Clojure core function usage; rough frequency analysis, Jan 22

I learnt about a function that I had forgotten today. The cond->. Anyway, this inspired me to do a query
on the frequency of usage of the different functions of clojure. So I used the github api to get some repos, cloned and just ran a frequency analysis on each of the repos.

The regex was first a too simple thing, now updated with feedback from @seancorfield

(re-pattern
   (->>
    (map str (keys (ns-publics 'clojure.core)))
    (map #(str "\\(" % "\\s"))
    (map #(string/replace % "+" "\\+"))
    (map #(string/replace % "*" "\\*"))
    (map #(string/replace % "?" "\\?"))
    (map #(string/replace % "." "\\."))
    (interpose "|")
    (apply str)))

now. the results, updated:

clojure_frequencies

This is the top 100 used names from clojure.core, with approx 400 repos analyzed.

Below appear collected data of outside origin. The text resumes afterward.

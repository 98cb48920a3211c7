//! TOML-based configuration for resync.
//!
//! Secrets are never written to the file. A pre-issued bearer token can be
//! supplied through the environment variable named by `account.token_env`
//! and is resolved at runtime via [`AppConfig::resolve_env_vars`].

use std::path::{Path, PathBuf};
use std::sync::Arc;
use std::time::Duration;

use serde::{Deserialize, Serialize};
use tracing::{debug, info, warn};

use crate::conflict::{ConflictResolver, KeepLocal, TakeRemote, UnionByKey};
use crate::discovery::domain_of;
use crate::errors::ConfigError;

const LOG_LEVELS: &[&str] = &["trace", "debug", "info", "warn", "error"];

// ---------------------------------------------------------------------------
// Top-level config
// ---------------------------------------------------------------------------

/// Top-level application configuration loaded from a TOML file.
#[derive(Debug, Clone, Serialize, Deserialize)]
pub struct AppConfig {
    /// Who to connect as.
    pub account: AccountConfig,

    /// Polling and conflict settings.
    #[serde(default)]
    pub sync: SyncConfig,

    /// Local cache location.
    #[serde(default)]
    pub cache: CacheConfig,

    #[serde(default)]
    pub logging: LoggingConfig,
}

// ---------------------------------------------------------------------------
// Account
// ---------------------------------------------------------------------------

/// Account and authorization settings.
#[derive(Debug, Clone, Serialize, Deserialize)]
pub struct AccountConfig {
    /// User identifier to discover, e.g. `acct:user@example.com`.
    pub resource: String,

    /// OAuth client id sent in the authorization request.
    #[serde(default = "default_client_id")]
    pub client_id: String,

    /// Requested access scope, e.g. `todos:rw`.
    #[serde(default = "default_scope")]
    pub scope: String,

    /// Where the authorization server sends the browser back to.
    #[serde(default = "default_redirect_uri")]
    pub redirect_uri: String,

    /// Storage root to use instead of discovering it.
    #[serde(default)]
    pub storage_url: Option<String>,

    /// Environment variable holding a pre-issued bearer token.
    #[serde(default)]
    pub token_env: Option<String>,

    /// Resolved token (populated by `resolve_env_vars`).
    #[serde(skip)]
    pub token: Option<String>,
}

fn default_client_id() -> String {
    "resync".into()
}
fn default_scope() -> String {
    "*:rw".into()
}
fn default_redirect_uri() -> String {
    "http://localhost:8000/".into()
}

// ---------------------------------------------------------------------------
// Sync
// ---------------------------------------------------------------------------

/// How conflicting edits are merged.
#[derive(Debug, Clone, Copy, Default, Serialize, Deserialize, PartialEq, Eq)]
#[serde(rename_all = "snake_case")]
pub enum ConflictPolicy {
    /// Keep the local edit and overwrite the remote.
    #[default]
    KeepLocal,
    /// Discard the local edit.
    TakeRemote,
    /// Merge JSON arrays of entries by `union_key`.
    Union,
}

/// Polling and conflict settings.
#[derive(Debug, Clone, Serialize, Deserialize)]
pub struct SyncConfig {
    /// Milliseconds between polls (default 2000).
    #[serde(default = "default_poll_interval_ms")]
    pub poll_interval_ms: u64,

    /// Per-request HTTP timeout in seconds (default 30).
    #[serde(default = "default_request_timeout_secs")]
    pub request_timeout_secs: u64,

    #[serde(default)]
    pub conflict: ConflictPolicy,

    /// Entry field used as identity by the `union` policy.
    #[serde(default = "default_union_key")]
    pub union_key: String,

    /// Entry field the `union` policy sorts by, newest first.
    #[serde(default)]
    pub union_order_by: Option<String>,
}

fn default_poll_interval_ms() -> u64 {
    2000
}
fn default_request_timeout_secs() -> u64 {
    30
}
fn default_union_key() -> String {
    "id".into()
}

impl Default for SyncConfig {
    fn default() -> Self {
        Self {
            poll_interval_ms: default_poll_interval_ms(),
            request_timeout_secs: default_request_timeout_secs(),
            conflict: ConflictPolicy::default(),
            union_key: default_union_key(),
            union_order_by: None,
        }
    }
}

impl SyncConfig {
    pub fn poll_interval(&self) -> Duration {
        Duration::from_millis(self.poll_interval_ms)
    }

    pub fn request_timeout(&self) -> Duration {
        Duration::from_secs(self.request_timeout_secs)
    }

    /// The configured conflict policy as a resolver.
    pub fn resolver(&self) -> Arc<dyn ConflictResolver> {
        match self.conflict {
            ConflictPolicy::KeepLocal => Arc::new(KeepLocal),
            ConflictPolicy::TakeRemote => Arc::new(TakeRemote),
            ConflictPolicy::Union => {
                let policy = UnionByKey::new(self.union_key.clone());
                match &self.union_order_by {
                    Some(field) => Arc::new(policy.ordered_by(field.clone())),
                    None => Arc::new(policy),
                }
            }
        }
    }
}

// ---------------------------------------------------------------------------
// Cache
// ---------------------------------------------------------------------------

#[derive(Debug, Clone, Serialize, Deserialize)]
pub struct CacheConfig {
    /// Directory holding the cache database.
    #[serde(default = "default_data_dir")]
    pub data_dir: PathBuf,
}

fn default_data_dir() -> PathBuf {
    PathBuf::from(".resync")
}

impl Default for CacheConfig {
    fn default() -> Self {
        Self {
            data_dir: default_data_dir(),
        }
    }
}

impl CacheConfig {
    /// Path of the SQLite cache file.
    pub fn db_path(&self) -> PathBuf {
        self.data_dir.join("cache.db")
    }
}

// ---------------------------------------------------------------------------
// Logging
// ---------------------------------------------------------------------------

#[derive(Debug, Clone, Serialize, Deserialize)]
pub struct LoggingConfig {
    /// Minimum tracing level: trace, debug, info, warn, error.
    #[serde(default = "default_log_level")]
    pub level: String,
}

fn default_log_level() -> String {
    "info".into()
}

impl Default for LoggingConfig {
    fn default() -> Self {
        Self {
            level: default_log_level(),
        }
    }
}

// ---------------------------------------------------------------------------
// Loading
// ---------------------------------------------------------------------------

impl AppConfig {
    /// Load configuration from a TOML file.
    pub fn load_from_file<P: AsRef<Path>>(path: P) -> Result<Self, ConfigError> {
        let path = path.as_ref();
        info!(path = %path.display(), "loading configuration");

        if !path.exists() {
            return Err(ConfigError::FileNotFound(path.display().to_string()));
        }

        let contents = std::fs::read_to_string(path)?;
        let config = Self::from_toml(&contents)?;

        debug!("configuration parsed successfully");
        Ok(config)
    }

    /// Parse configuration from a TOML string.
    pub fn from_toml(contents: &str) -> Result<Self, ConfigError> {
        toml::from_str(contents).map_err(|e| ConfigError::ParseError(e.to_string()))
    }

    /// Render as TOML, e.g. for `init`.
    pub fn to_toml(&self) -> Result<String, ConfigError> {
        toml::to_string_pretty(self).map_err(|e| ConfigError::ParseError(e.to_string()))
    }

    /// Resolve `_env` references into their values.
    pub fn resolve_env_vars(&mut self) -> Result<(), ConfigError> {
        if let Some(ref env_name) = self.account.token_env {
            self.account.token = resolve_optional_env(env_name, "account.token_env");
        }
        Ok(())
    }

    /// Check that every value is usable.
    pub fn validate(&self) -> Result<(), ConfigError> {
        if self.account.resource.is_empty() {
            return Err(ConfigError::InvalidValue {
                field: "account.resource".into(),
                detail: "resource must not be empty".into(),
            });
        }
        if self.account.storage_url.is_none() {
            domain_of(&self.account.resource).map_err(|e| ConfigError::InvalidValue {
                field: "account.resource".into(),
                detail: e.to_string(),
            })?;
        }
        if self.account.client_id.is_empty() {
            return Err(ConfigError::InvalidValue {
                field: "account.client_id".into(),
                detail: "client id must not be empty".into(),
            });
        }
        if self.sync.poll_interval_ms == 0 {
            return Err(ConfigError::InvalidValue {
                field: "sync.poll_interval_ms".into(),
                detail: "poll interval must be > 0".into(),
            });
        }
        if self.sync.request_timeout_secs == 0 {
            return Err(ConfigError::InvalidValue {
                field: "sync.request_timeout_secs".into(),
                detail: "request timeout must be > 0".into(),
            });
        }
        if self.sync.conflict == ConflictPolicy::Union && self.sync.union_key.is_empty() {
            return Err(ConfigError::InvalidValue {
                field: "sync.union_key".into(),
                detail: "union policy needs a key field".into(),
            });
        }
        if !LOG_LEVELS.contains(&self.logging.level.as_str()) {
            return Err(ConfigError::InvalidValue {
                field: "logging.level".into(),
                detail: format!("expected one of {}", LOG_LEVELS.join(", ")),
            });
        }

        Ok(())
    }

    /// Convenience: load, resolve, and validate in one call.
    pub fn load_and_resolve<P: AsRef<Path>>(path: P) -> Result<Self, ConfigError> {
        let mut config = Self::load_from_file(path)?;
        config.resolve_env_vars()?;
        config.validate()?;
        Ok(config)
    }
}

/// Try to read an environment variable by name. Returns `Some(value)` on
/// success; logs a warning and returns `None` if the variable is unset.
fn resolve_optional_env(env_name: &str, field: &str) -> Option<String> {
    match std::env::var(env_name) {
        Ok(val) if !val.is_empty() => {
            debug!(field, env_name, "resolved env var");
            Some(val)
        }
        Ok(_) => {
            warn!(field, env_name, "env var is set but empty");
            None
        }
        Err(_) => {
            warn!(field, env_name, "env var not set");
            None
        }
    }
}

Anyway, this distribution looks like a power-law thing, i.e. it follows zipf’s law.
I think this shows one side of the developer experience for Clojure, where one get a lot of power with very few functions!

This was all done in a bit more than 100 lines of code. (excluding plotting)

thanks to @seancorfield for pointing out the previosly really bad regex!

Cheers.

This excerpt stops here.